Once you have extraction output, your next job is not mapping fields into application code. It is establishing a contract. In practice, that means every payload crosses a single Pydantic boundary where raw JSON becomes typed invoice objects, or it fails fast with readable errors. That is the core pattern behind invoice JSON validation in Python: your app never handles loose dictionaries full of date strings, currency fragments, or ambiguous totals.

If your extractor returns a Python dict, pass it to Invoice.model_validate(payload). If it returns a JSON string, use Invoice.model_validate_json(raw_json). Either way, the rest of your system should receive an Invoice object with date values, Decimal amounts, normalized currency codes, and consistent line-item data, not stringly typed finance data.

The handoff should be compact and explicit:

result = client.extract(
    folder_path="./invoices",
    prompt=prompt,
    output_structure="per_invoice",
    download={"formats": ["json"], "output_path": "./output"},
)

if result["pages"]["failed_count"] > 0:
    raise RuntimeError(result["pages"]["failed"])

if result["ai_uncertainty_notes"]:
    queue_uncertain_extraction(result["ai_uncertainty_notes"])

records = load_downloaded_json("./output")
invoices = [Invoice.model_validate(record) for record in records]

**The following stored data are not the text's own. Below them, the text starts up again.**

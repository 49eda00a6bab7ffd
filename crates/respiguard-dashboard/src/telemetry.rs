use tracing_subscriber::EnvFilter;

/// Installs the global subscriber. `RUST_LOG` overrides the default `info` filter.
pub fn init(json: bool) -> anyhow::Result<()> {
    let filter = EnvFilter::try_from_default_env().unwrap_or_else(|_| EnvFilter::new("info"));
    let builder = tracing_subscriber::fmt()
        .with_env_filter(filter)
        .with_target(false)
        .with_writer(std::io::stderr);
    let installed = if json {
        builder.json().try_init()
    } else {
        builder.try_init()
    };
    installed.map_err(|e| anyhow::anyhow!("failed to install tracing subscriber: {e}"))
}
use crate::envelope::DriftEnvelope;
use crate::source::{RandSource, UniformSource};
use chrono::{DateTime, Utc};
use rand::rngs::StdRng;
use respiguard_core::{EnvironmentalMetrics, HealthMetrics, SystemSnapshot};

/// Derives the next snapshot from `previous`, one fresh draw per walked
/// field in the order temperature, pm25, snow, humidity, heart rate, SpO2,
/// respiratory rate. Body temperature and CO carry forward unchanged.
pub fn advance<S: UniformSource + ?Sized>(
    envelope: &DriftEnvelope,
    previous: &SystemSnapshot,
    now: DateTime<Utc>,
    source: &mut S,
) -> SystemSnapshot {
    let env = &previous.env;
    let health = &previous.health;

    let temperature = envelope.temperature.walk(env.temperature, source.next_unit(), 1.0);
    let pm25 = envelope.pm25.walk(env.pm25, source.next_unit(), 1.0);
    let snow_gain = if source.next_unit() > envelope.snow_event_above {
        envelope.snow_increment
    } else {
        0.0
    };
    let snow_depth = (env.snow_depth + snow_gain).max(0.0);
    let humidity = envelope.humidity.walk(env.humidity, source.next_unit(), 1.0);

    let stress = envelope.stress.factor_for(pm25, temperature);
    let heart_rate = envelope
        .heart_rate
        .walk(health.heart_rate, source.next_unit(), stress);
    let spo2 = envelope.spo2.walk(health.spo2, source.next_unit(), 1.0);
    let respiratory_rate = envelope
        .respiratory_rate
        .walk(health.respiratory_rate, source.next_unit(), 1.0);

    SystemSnapshot {
        timestamp: now.max(previous.timestamp),
        env: EnvironmentalMetrics {
            temperature,
            humidity,
            pm25,
            snow_depth,
            co_level: env.co_level,
        },
        health: HealthMetrics {
            heart_rate,
            spo2,
            respiratory_rate,
            body_temp: health.body_temp,
        },
    }
}

/// Envelope plus owned randomness, stepped by an external cadence.
#[derive(Debug, Clone)]
pub struct Simulator<S = RandSource<StdRng>> {
    envelope: DriftEnvelope,
    source: S,
    steps: u64,
}

impl Simulator<RandSource<StdRng>> {
    pub fn seeded(seed: u64) -> Self {
        Self::new(DriftEnvelope::default_for_winter(), RandSource::seeded(seed))
    }

    pub fn from_entropy() -> Self {
        Self::new(DriftEnvelope::default_for_winter(), RandSource::from_entropy())
    }
}

impl<S: UniformSource> Simulator<S> {
    pub fn new(envelope: DriftEnvelope, source: S) -> Self {
        Self {
            envelope,
            source,
            steps: 0,
        }
    }

    pub fn envelope(&self) -> &DriftEnvelope {
        &self.envelope
    }

    pub fn steps(&self) -> u64 {
        self.steps
    }

    pub fn step(&mut self, previous: &SystemSnapshot, now: DateTime<Utc>) -> SystemSnapshot {
        let next = advance(&self.envelope, previous, now, &mut self.source);
        self.steps += 1;
        tracing::debug!(
            step = self.steps,
            temperature = next.env.temperature,
            pm25 = next.env.pm25,
            heart_rate = next.health.heart_rate,
            spo2 = next.health.spo2,
            "advanced snapshot"
        );
        next
    }
}
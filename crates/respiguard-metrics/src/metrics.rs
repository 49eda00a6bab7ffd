use prometheus::{Encoder, Gauge, GaugeVec, IntCounterVec, Opts, Registry, TextEncoder};
use respiguard_advisor::{AssessmentSource, RuleEngine, StampedAssessment};
use respiguard_core::{AlertFlags, MetricId, SystemSnapshot};

pub struct DashboardMetrics {
    registry: Registry,
    pub env_metric: GaugeVec,
    pub health_metric: GaugeVec,
    pub risk_level: Gauge,
    pub risk_score: Gauge,
    pub assessments_total: IntCounterVec,
    pub alerts_active: GaugeVec,
}

impl DashboardMetrics {
    pub fn new() -> Result<Self, prometheus::Error> {
        let registry = Registry::new_custom(Some("respiguard".into()), None)?;

        let env_metric = GaugeVec::new(
            Opts::new("env_metric", "Latest environmental reading"),
            &["metric"],
        )?;
        let health_metric = GaugeVec::new(
            Opts::new("health_metric", "Latest vital-sign reading"),
            &["metric"],
        )?;
        let risk_level = Gauge::new("risk_level", "Last assessed risk level, 0=Low .. 3=Critical")?;
        let risk_score = Gauge::new("risk_score", "Rule-engine score of the latest snapshot")?;
        let assessments_total = IntCounterVec::new(
            Opts::new("assessments_total", "Completed assessments by producing strategy"),
            &["source"],
        )?;
        let alerts_active = GaugeVec::new(
            Opts::new("alerts_active", "Derived alert flags, 1 when raised"),
            &["alert"],
        )?;

        registry.register(Box::new(env_metric.clone()))?;
        registry.register(Box::new(health_metric.clone()))?;
        registry.register(Box::new(risk_level.clone()))?;
        registry.register(Box::new(risk_score.clone()))?;
        registry.register(Box::new(assessments_total.clone()))?;
        registry.register(Box::new(alerts_active.clone()))?;

        for source in [AssessmentSource::Remote, AssessmentSource::Local] {
            assessments_total.with_label_values(&[source.label()]);
        }

        Ok(Self {
            registry,
            env_metric,
            health_metric,
            risk_level,
            risk_score,
            assessments_total,
            alerts_active,
        })
    }

    pub fn observe_snapshot(&self, snapshot: &SystemSnapshot, rules: &RuleEngine) {
        for metric in MetricId::ALL {
            let vec = if metric.is_environmental() {
                &self.env_metric
            } else {
                &self.health_metric
            };
            vec.with_label_values(&[metric.label()])
                .set(snapshot.get(metric));
        }
        self.risk_score.set(rules.evaluate(snapshot).score);

        let flags = AlertFlags::from_snapshot(snapshot);
        let active = flags.active();
        for name in AlertFlags::all_names() {
            let raised = if active.contains(&name) { 1.0 } else { 0.0 };
            self.alerts_active.with_label_values(&[name]).set(raised);
        }
    }

    pub fn observe_assessment(&self, assessment: &StampedAssessment) {
        self.risk_level
            .set(f64::from(assessment.result.risk_level.rank()));
        self.assessments_total
            .with_label_values(&[assessment.source.label()])
            .inc();
    }

    /// Prometheus text exposition of everything registered here.
    pub fn render(&self) -> Result<String, prometheus::Error> {
        let mut buf = Vec::new();
        TextEncoder::new().encode(&self.registry.gather(), &mut buf)?;
        String::from_utf8(buf).map_err(|e| prometheus::Error::Msg(e.to_string()))
    }
}
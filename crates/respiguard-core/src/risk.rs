use serde::{Deserialize, Serialize};
use std::fmt;

/// Respiratory risk severity. Variant order is the severity order.
#[derive(Debug, Clone, Copy, PartialEq, Eq, PartialOrd, Ord, Hash, Serialize, Deserialize)]
pub enum RiskLevel {
    Low,
    Moderate,
    High,
    Critical,
}

impl RiskLevel {
    pub const ALL: [RiskLevel; 4] = [
        RiskLevel::Low,
        RiskLevel::Moderate,
        RiskLevel::High,
        RiskLevel::Critical,
    ];

    pub fn as_str(self) -> &'static str {
        match self {
            RiskLevel::Low => "Low",
            RiskLevel::Moderate => "Moderate",
            RiskLevel::High => "High",
            RiskLevel::Critical => "Critical",
        }
    }

    /// Case-insensitive mapping of a level name. Anything unrecognised is `Low`.
    pub fn parse_lenient(raw: &str) -> Self {
        let raw = raw.trim();
        Self::ALL
            .into_iter()
            .find(|level| level.as_str().eq_ignore_ascii_case(raw))
            .unwrap_or(RiskLevel::Low)
    }

    pub fn is_elevated(self) -> bool {
        self >= RiskLevel::High
    }

    /// Numeric rank 0..=3, for gauges.
    pub fn rank(self) -> u8 {
        self as u8
    }
}

impl fmt::Display for RiskLevel {
    fn fmt(&self, f: &mut fmt::Formatter<'_>) -> fmt::Result {
        f.write_str(self.as_str())
    }
}

/// One classification outcome. Field names follow the remote wire contract.
#[derive(Debug, Clone, PartialEq, Eq, Serialize, Deserialize)]
#[serde(rename_all = "camelCase")]
pub struct AssessmentResult {
    pub risk_level: RiskLevel,
    pub summary: String,
    pub recommendations: Vec<String>,
    pub weather_context: String,
}

impl AssessmentResult {
    pub fn new(
        risk_level: RiskLevel,
        summary: impl Into<String>,
        recommendations: Vec<String>,
        weather_context: impl Into<String>,
    ) -> Self {
        Self {
            risk_level,
            summary: summary.into(),
            recommendations,
            weather_context: weather_context.into(),
        }
    }
}
use crate::{
    AlertFlags, AssessmentResult, CoreError, MetricBound, MetricId, RiskLevel, SnapshotHistory, SystemSnapshot,
    Trend,
};
use chrono::{Duration, TimeZone, Utc};

fn snapshot_at(secs: i64) -> SystemSnapshot {
    SystemSnapshot::baseline(Utc.timestamp_opt(1_700_000_000 + secs, 0).unwrap())
}

#[test]
fn risk_levels_are_totally_ordered() {
    assert!(RiskLevel::Low < RiskLevel::Moderate);
    assert!(RiskLevel::Moderate < RiskLevel::High);
    assert!(RiskLevel::High < RiskLevel::Critical);
    assert_eq!(RiskLevel::ALL.iter().max(), Some(&RiskLevel::Critical));
    assert!(RiskLevel::High.is_elevated());
    assert!(!RiskLevel::Moderate.is_elevated());
}

#[test]
fn lenient_parse_ignores_case_and_defaults_low() {
    assert_eq!(RiskLevel::parse_lenient("critical"), RiskLevel::Critical);
    assert_eq!(RiskLevel::parse_lenient(" HIGH "), RiskLevel::High);
    assert_eq!(RiskLevel::parse_lenient("Moderate"), RiskLevel::Moderate);
    assert_eq!(RiskLevel::parse_lenient("severe"), RiskLevel::Low);
    assert_eq!(RiskLevel::parse_lenient(""), RiskLevel::Low);
}

#[test]
fn assessment_uses_camel_case_wire_names() {
    let result = AssessmentResult::new(
        RiskLevel::Moderate,
        "Cold air.",
        vec!["Cover your mouth.".into()],
        "Severe Cold Snap",
    );
    let value = serde_json::to_value(&result).unwrap();
    assert_eq!(value["riskLevel"], "Moderate");
    assert_eq!(value["weatherContext"], "Severe Cold Snap");
    assert_eq!(value["recommendations"][0], "Cover your mouth.");
}

#[test]
fn baseline_is_within_bounds() {
    let s = snapshot_at(0);
    assert!(s.within_bounds());
    assert_eq!(s.get(MetricId::SnowDepth), 15.0);
}

#[test]
fn out_of_range_values_are_reported() {
    let mut s = snapshot_at(0);
    s.env.humidity = 104.0;
    s.env.pm25 = -1.0;
    let violations = s.violations();
    let metrics: Vec<_> = violations.iter().map(|v| v.metric).collect();
    assert_eq!(metrics, vec![MetricId::Humidity, MetricId::Pm25]);
}

#[test]
fn bound_clamp_saturates_and_absorbs_nan() {
    let spo2 = MetricBound::new(90.0, 100.0);
    assert_eq!(spo2.clamp(101.3), 100.0);
    assert_eq!(spo2.clamp(87.0), 90.0);
    assert_eq!(spo2.clamp(95.5), 95.5);
    assert_eq!(spo2.clamp(f64::NAN), 90.0);

    let pm25 = MetricBound::at_least(0.0);
    assert_eq!(pm25.clamp(1.0e9), 1.0e9);
    assert_eq!(pm25.clamp(-3.0), 0.0);
}

#[test]
fn history_rejects_zero_capacity() {
    assert_eq!(
        SnapshotHistory::with_capacity(0).unwrap_err(),
        CoreError::ZeroCapacity
    );
}

#[test]
fn history_evicts_oldest_when_full() {
    let mut history = SnapshotHistory::with_capacity(3).unwrap();
    for i in 0..3 {
        assert!(history.push(snapshot_at(i)).is_none());
    }
    let evicted = history.push(snapshot_at(3)).unwrap();
    assert_eq!(evicted.timestamp, snapshot_at(0).timestamp);
    assert_eq!(history.len(), 3);
    assert_eq!(history.latest().unwrap().timestamp, snapshot_at(3).timestamp);
    let first = history.iter().next().unwrap();
    assert_eq!(first.timestamp, snapshot_at(1).timestamp);
}

#[test]
fn default_history_holds_fifty() {
    let mut history = SnapshotHistory::default();
    for i in 0..75 {
        history.push(snapshot_at(i));
    }
    assert_eq!(history.len(), 50);
    assert_eq!(history.capacity(), 50);
}

#[test]
fn trend_window_returns_most_recent_rows_in_order() {
    let mut history = SnapshotHistory::default();
    for i in 0..30 {
        let mut s = snapshot_at(i);
        s.health.heart_rate = 70.0 + i as f64;
        history.push(s);
    }
    let rows = history.trend_window(20);
    assert_eq!(rows.len(), 20);
    assert_eq!(rows[0].heart_rate, 80.0);
    assert_eq!(rows[19].heart_rate, 99.0);
    assert!(rows[0].timestamp < rows[19].timestamp);
}

#[test]
fn trend_detects_direction_with_tolerance() {
    let mut history = SnapshotHistory::default();
    let start = snapshot_at(0);
    for i in 0..10 {
        let mut s = start.clone();
        s.timestamp = start.timestamp + Duration::seconds(i);
        s.health.spo2 = 98.0 - 0.1 * i as f64;
        s.env.temperature = -2.5 + 0.001 * i as f64;
        history.push(s);
    }
    assert_eq!(history.trend(MetricId::Spo2, 10).unwrap(), Trend::Falling);
    assert_eq!(history.trend(MetricId::Temperature, 10).unwrap(), Trend::Stable);
    assert_eq!(
        history.trend(MetricId::Spo2, 1).unwrap_err(),
        CoreError::WindowTooSmall(1)
    );
}

#[test]
fn alert_flags_follow_dashboard_thresholds() {
    let mut s = snapshot_at(0);
    assert_eq!(AlertFlags::from_snapshot(&s), AlertFlags::default());
    assert!(AlertFlags::from_snapshot(&s).banner().is_none());

    s.env.pm25 = 40.0;
    s.env.temperature = -11.0;
    let flags = AlertFlags::from_snapshot(&s);
    assert!(flags.high_pollution && flags.pm25_elevated && flags.freezing);
    assert_eq!(flags.banner(), Some("High Particulate Matter detected."));

    s.health.spo2 = 93.5;
    let flags = AlertFlags::from_snapshot(&s);
    assert!(flags.hypoxic && flags.spo2_low);
    assert_eq!(flags.banner(), Some("Low Oxygen Saturation Detected."));
    assert_eq!(
        flags.active(),
        vec!["hypoxic", "high_pollution", "freezing", "pm25_elevated", "spo2_low"]
    );
}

That sequence matters more than the helper names: run extract(...), inspect the SDK response for failed pages and uncertainty, then validate the invoice payloads that came back from the JSON output.

from datetime import date, datetime
from decimal import Decimal, InvalidOperation, ROUND_HALF_UP
from typing import Literal

from pydantic import BaseModel, ConfigDict, ValidationError, field_validator, model_validator

TWOPLACES = Decimal("0.01")


def parse_decimal(value: object) -> Decimal | None:
    if value in (None, ""):
        return None

    text = str(value).replace(",", "").strip()

    try:
        return Decimal(text).quantize(TWOPLACES, rounding=ROUND_HALF_UP)
    except InvalidOperation as exc:
        raise ValueError(f"invalid decimal value: {value}") from exc


class LineItem(BaseModel):
    model_config = ConfigDict(extra="forbid")

    description: str
    quantity: Decimal | None = None
    unit_price: Decimal | None = None
    line_total: Decimal

    _normalize_numbers = field_validator(
        "quantity", "unit_price", "line_total", mode="before"
    )(parse_decimal)

    @field_validator("description", mode="before")
    @classmethod
    def clean_description(cls, value: object) -> str:
        text = str(value).strip()
        if not text:
            raise ValueError("description is required")
        return text


class Invoice(BaseModel):
    model_config = ConfigDict(extra="forbid")

    invoice_number: str
    document_type: Literal["invoice", "credit_note"] = "invoice"
    invoice_date: date
    currency_code: str
    net_amount: Decimal
    tax_amount: Decimal | None = None
    total_amount: Decimal
    line_items: list[LineItem]

    @field_validator("invoice_number", mode="before")
    @classmethod
    def clean_invoice_number(cls, value: object) -> str:
        text = str(value).strip()
        if not text:
            raise ValueError("invoice_number is required")
        return text

    @field_validator("invoice_date", mode="before")
    @classmethod
    def normalize_invoice_date(cls, value: object) -> date:
        if isinstance(value, date):
            return value

        text = str(value).strip()
        for fmt in ("%Y-%m-%d", "%d/%m/%Y", "%m/%d/%Y"):
            try:
                return datetime.strptime(text, fmt).date()
            except ValueError:
                continue

        raise ValueError("invoice_date must be a valid date")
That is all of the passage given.